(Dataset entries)
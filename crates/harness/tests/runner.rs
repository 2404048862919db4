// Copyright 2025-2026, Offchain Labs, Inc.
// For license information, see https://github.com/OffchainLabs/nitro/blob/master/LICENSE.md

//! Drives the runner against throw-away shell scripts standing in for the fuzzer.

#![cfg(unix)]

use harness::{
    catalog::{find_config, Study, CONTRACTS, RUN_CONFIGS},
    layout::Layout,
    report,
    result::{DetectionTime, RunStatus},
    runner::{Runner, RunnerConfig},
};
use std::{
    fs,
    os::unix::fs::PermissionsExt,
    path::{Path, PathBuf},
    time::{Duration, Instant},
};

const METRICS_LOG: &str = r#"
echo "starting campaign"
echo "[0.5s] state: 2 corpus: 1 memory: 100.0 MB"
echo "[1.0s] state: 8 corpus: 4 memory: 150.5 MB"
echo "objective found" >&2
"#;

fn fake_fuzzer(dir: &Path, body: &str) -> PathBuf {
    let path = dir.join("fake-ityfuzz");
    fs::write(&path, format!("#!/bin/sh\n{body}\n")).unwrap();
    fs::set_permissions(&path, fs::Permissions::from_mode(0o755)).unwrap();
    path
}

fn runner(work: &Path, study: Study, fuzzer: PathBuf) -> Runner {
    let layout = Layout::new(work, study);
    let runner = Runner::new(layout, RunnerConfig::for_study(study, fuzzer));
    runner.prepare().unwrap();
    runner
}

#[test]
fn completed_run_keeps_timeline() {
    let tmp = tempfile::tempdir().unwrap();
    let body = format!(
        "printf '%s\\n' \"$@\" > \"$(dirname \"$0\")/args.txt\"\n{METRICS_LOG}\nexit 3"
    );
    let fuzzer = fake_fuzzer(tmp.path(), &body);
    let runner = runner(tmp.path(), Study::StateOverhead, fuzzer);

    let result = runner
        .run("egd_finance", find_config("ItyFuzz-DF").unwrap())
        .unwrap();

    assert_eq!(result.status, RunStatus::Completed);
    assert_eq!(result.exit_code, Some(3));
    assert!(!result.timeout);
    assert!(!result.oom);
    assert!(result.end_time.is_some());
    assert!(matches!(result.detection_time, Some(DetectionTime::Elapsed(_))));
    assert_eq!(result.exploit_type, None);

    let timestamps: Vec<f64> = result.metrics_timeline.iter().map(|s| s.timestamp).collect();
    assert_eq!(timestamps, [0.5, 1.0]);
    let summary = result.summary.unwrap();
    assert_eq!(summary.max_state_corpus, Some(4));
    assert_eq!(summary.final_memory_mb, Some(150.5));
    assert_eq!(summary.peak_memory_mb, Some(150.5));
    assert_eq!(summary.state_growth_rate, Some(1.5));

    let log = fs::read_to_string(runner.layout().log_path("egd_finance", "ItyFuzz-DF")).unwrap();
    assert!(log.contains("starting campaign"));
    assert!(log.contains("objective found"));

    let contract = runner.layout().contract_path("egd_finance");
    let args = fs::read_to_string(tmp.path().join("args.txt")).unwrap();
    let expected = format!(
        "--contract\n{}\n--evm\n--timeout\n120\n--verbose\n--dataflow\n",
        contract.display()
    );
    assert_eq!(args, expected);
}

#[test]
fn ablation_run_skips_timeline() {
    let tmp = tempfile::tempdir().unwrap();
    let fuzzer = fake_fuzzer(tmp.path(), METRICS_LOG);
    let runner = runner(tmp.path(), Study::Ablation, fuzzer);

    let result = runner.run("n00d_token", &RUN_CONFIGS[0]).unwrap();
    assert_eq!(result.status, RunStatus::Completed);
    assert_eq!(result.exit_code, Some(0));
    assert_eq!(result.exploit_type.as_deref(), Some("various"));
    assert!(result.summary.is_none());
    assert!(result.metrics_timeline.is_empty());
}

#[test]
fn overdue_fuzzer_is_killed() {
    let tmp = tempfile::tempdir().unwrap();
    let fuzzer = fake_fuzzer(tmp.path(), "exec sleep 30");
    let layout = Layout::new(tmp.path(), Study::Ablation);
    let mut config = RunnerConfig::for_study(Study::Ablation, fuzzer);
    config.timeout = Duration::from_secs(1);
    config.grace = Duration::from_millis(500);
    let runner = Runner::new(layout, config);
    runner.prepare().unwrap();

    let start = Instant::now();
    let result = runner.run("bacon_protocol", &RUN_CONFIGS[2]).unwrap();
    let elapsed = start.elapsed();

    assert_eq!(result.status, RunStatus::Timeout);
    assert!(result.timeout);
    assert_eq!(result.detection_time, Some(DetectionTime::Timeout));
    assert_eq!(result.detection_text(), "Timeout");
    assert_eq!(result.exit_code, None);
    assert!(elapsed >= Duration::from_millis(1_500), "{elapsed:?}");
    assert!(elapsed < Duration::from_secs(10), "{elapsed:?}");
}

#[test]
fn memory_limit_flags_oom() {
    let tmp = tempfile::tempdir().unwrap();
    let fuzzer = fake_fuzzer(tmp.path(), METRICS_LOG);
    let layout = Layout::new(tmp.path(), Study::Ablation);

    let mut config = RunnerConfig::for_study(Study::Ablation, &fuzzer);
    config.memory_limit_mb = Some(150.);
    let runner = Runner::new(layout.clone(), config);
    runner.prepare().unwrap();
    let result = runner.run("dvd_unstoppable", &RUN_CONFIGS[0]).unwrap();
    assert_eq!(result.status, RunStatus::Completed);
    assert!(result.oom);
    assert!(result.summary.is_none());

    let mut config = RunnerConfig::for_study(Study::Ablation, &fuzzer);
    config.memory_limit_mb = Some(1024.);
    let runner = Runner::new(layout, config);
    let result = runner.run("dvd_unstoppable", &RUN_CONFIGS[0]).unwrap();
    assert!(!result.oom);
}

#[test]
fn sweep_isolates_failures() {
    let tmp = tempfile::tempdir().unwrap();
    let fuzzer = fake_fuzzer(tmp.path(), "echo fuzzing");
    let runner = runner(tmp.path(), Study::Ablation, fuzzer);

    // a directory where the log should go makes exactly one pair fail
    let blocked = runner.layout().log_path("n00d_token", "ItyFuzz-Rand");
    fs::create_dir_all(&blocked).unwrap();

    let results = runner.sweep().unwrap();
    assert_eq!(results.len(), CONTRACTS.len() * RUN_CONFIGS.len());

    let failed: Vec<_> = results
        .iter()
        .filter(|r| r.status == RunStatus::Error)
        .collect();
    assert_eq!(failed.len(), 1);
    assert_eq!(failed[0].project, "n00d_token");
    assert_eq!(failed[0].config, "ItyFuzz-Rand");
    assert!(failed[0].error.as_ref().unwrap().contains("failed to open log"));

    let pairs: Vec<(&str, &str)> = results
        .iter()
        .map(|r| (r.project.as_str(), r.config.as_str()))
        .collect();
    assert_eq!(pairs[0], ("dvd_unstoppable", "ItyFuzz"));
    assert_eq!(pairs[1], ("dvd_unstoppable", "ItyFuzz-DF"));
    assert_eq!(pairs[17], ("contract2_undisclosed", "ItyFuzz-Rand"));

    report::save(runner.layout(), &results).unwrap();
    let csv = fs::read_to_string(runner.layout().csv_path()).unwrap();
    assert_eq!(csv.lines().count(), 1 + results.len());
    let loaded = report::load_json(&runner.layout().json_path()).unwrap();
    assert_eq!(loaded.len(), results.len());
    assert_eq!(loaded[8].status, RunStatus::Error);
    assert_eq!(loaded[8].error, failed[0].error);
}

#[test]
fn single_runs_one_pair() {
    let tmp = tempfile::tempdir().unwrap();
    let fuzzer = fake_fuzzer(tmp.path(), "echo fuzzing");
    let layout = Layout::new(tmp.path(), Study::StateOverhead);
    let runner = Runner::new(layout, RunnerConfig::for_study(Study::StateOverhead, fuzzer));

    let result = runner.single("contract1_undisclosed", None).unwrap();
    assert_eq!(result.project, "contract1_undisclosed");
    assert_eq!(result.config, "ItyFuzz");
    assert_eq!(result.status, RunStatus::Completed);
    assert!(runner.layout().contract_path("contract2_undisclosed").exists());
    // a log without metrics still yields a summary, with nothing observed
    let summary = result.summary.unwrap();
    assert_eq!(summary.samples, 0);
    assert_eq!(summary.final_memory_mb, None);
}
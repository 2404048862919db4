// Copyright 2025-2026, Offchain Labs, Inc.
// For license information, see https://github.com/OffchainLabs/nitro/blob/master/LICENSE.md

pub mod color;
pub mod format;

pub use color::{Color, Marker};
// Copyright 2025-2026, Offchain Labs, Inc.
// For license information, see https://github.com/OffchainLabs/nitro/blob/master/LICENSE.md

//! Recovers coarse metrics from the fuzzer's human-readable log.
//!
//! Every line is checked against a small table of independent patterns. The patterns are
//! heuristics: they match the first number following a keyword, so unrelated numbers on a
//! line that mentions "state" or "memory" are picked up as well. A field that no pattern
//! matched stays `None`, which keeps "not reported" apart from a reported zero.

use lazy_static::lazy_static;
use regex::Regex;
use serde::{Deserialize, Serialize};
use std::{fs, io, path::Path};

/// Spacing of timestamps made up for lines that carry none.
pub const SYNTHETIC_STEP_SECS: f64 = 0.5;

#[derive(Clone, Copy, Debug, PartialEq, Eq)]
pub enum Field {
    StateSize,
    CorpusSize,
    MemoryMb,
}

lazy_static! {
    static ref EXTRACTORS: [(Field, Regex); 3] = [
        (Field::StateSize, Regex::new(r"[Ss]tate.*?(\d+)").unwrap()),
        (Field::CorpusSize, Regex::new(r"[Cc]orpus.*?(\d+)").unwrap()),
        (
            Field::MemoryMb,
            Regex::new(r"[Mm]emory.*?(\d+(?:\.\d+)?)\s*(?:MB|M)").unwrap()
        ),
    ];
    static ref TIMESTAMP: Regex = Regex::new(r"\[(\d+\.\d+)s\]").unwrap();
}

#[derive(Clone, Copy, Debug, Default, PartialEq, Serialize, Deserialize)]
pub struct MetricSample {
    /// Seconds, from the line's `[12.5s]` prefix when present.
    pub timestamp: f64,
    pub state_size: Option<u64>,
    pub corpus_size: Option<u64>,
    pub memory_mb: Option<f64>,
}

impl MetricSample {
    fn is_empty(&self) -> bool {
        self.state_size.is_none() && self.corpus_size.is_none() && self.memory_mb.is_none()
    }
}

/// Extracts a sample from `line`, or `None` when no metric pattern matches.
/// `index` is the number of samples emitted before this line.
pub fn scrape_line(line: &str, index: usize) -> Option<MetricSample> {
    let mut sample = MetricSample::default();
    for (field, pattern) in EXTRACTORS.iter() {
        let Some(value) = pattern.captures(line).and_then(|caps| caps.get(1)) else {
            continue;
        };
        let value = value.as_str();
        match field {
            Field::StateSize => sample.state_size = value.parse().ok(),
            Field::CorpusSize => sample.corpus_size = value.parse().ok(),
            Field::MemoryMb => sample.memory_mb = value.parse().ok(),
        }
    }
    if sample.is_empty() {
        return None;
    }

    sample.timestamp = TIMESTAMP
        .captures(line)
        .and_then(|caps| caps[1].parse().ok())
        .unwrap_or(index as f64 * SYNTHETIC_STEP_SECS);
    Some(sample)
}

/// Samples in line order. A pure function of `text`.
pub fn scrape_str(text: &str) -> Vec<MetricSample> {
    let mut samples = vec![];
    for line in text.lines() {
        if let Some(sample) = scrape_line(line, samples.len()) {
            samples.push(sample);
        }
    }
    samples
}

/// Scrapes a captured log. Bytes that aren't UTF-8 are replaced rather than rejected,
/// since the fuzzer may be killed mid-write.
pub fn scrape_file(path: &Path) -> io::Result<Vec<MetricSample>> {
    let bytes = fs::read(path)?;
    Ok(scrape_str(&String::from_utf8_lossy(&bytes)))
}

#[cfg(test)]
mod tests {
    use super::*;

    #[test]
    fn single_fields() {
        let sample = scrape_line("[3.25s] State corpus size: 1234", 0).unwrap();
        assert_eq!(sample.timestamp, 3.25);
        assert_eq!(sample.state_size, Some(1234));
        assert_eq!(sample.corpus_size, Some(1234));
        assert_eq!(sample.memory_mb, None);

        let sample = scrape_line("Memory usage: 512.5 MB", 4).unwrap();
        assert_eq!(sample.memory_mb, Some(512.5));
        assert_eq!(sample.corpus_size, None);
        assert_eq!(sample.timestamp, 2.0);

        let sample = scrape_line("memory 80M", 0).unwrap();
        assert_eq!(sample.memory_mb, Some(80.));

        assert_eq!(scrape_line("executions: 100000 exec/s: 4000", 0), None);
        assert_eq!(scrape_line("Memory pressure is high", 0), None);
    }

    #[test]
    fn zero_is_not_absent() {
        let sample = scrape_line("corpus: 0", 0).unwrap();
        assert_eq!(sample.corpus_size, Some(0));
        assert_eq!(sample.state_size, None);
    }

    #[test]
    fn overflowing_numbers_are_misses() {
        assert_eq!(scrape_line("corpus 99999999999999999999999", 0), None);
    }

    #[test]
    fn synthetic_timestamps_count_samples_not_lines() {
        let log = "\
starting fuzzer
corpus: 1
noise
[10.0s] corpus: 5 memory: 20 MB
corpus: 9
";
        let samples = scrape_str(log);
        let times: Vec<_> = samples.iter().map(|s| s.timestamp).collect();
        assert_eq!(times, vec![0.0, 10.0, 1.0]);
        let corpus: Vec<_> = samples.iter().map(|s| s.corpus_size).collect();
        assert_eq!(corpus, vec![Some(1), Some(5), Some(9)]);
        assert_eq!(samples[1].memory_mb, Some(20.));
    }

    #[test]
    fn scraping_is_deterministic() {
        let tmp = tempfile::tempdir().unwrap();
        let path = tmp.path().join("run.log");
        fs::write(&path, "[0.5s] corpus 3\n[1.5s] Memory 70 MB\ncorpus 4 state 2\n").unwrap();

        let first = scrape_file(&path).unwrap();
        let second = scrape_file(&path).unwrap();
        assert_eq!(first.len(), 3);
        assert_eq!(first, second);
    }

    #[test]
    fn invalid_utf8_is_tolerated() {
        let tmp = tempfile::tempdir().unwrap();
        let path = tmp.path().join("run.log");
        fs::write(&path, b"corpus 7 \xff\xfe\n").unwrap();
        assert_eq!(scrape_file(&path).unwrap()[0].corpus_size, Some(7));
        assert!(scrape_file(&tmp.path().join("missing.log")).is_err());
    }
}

▶ TASK INSTRUCTIONS: The answer must be all the lines above that hold the word "summary".

▶ PROBLEM SOLUTION:
    let summary = result.summary.unwrap();
    assert_eq!(summary.max_state_corpus, Some(4));
    assert_eq!(summary.final_memory_mb, Some(150.5));
    assert_eq!(summary.peak_memory_mb, Some(150.5));
    assert_eq!(summary.state_growth_rate, Some(1.5));
    assert!(result.summary.is_none());
    assert!(result.summary.is_none());
    // a log without metrics still yields a summary, with nothing observed
    let summary = result.summary.unwrap();
    assert_eq!(summary.samples, 0);
    assert_eq!(summary.final_memory_mb, None);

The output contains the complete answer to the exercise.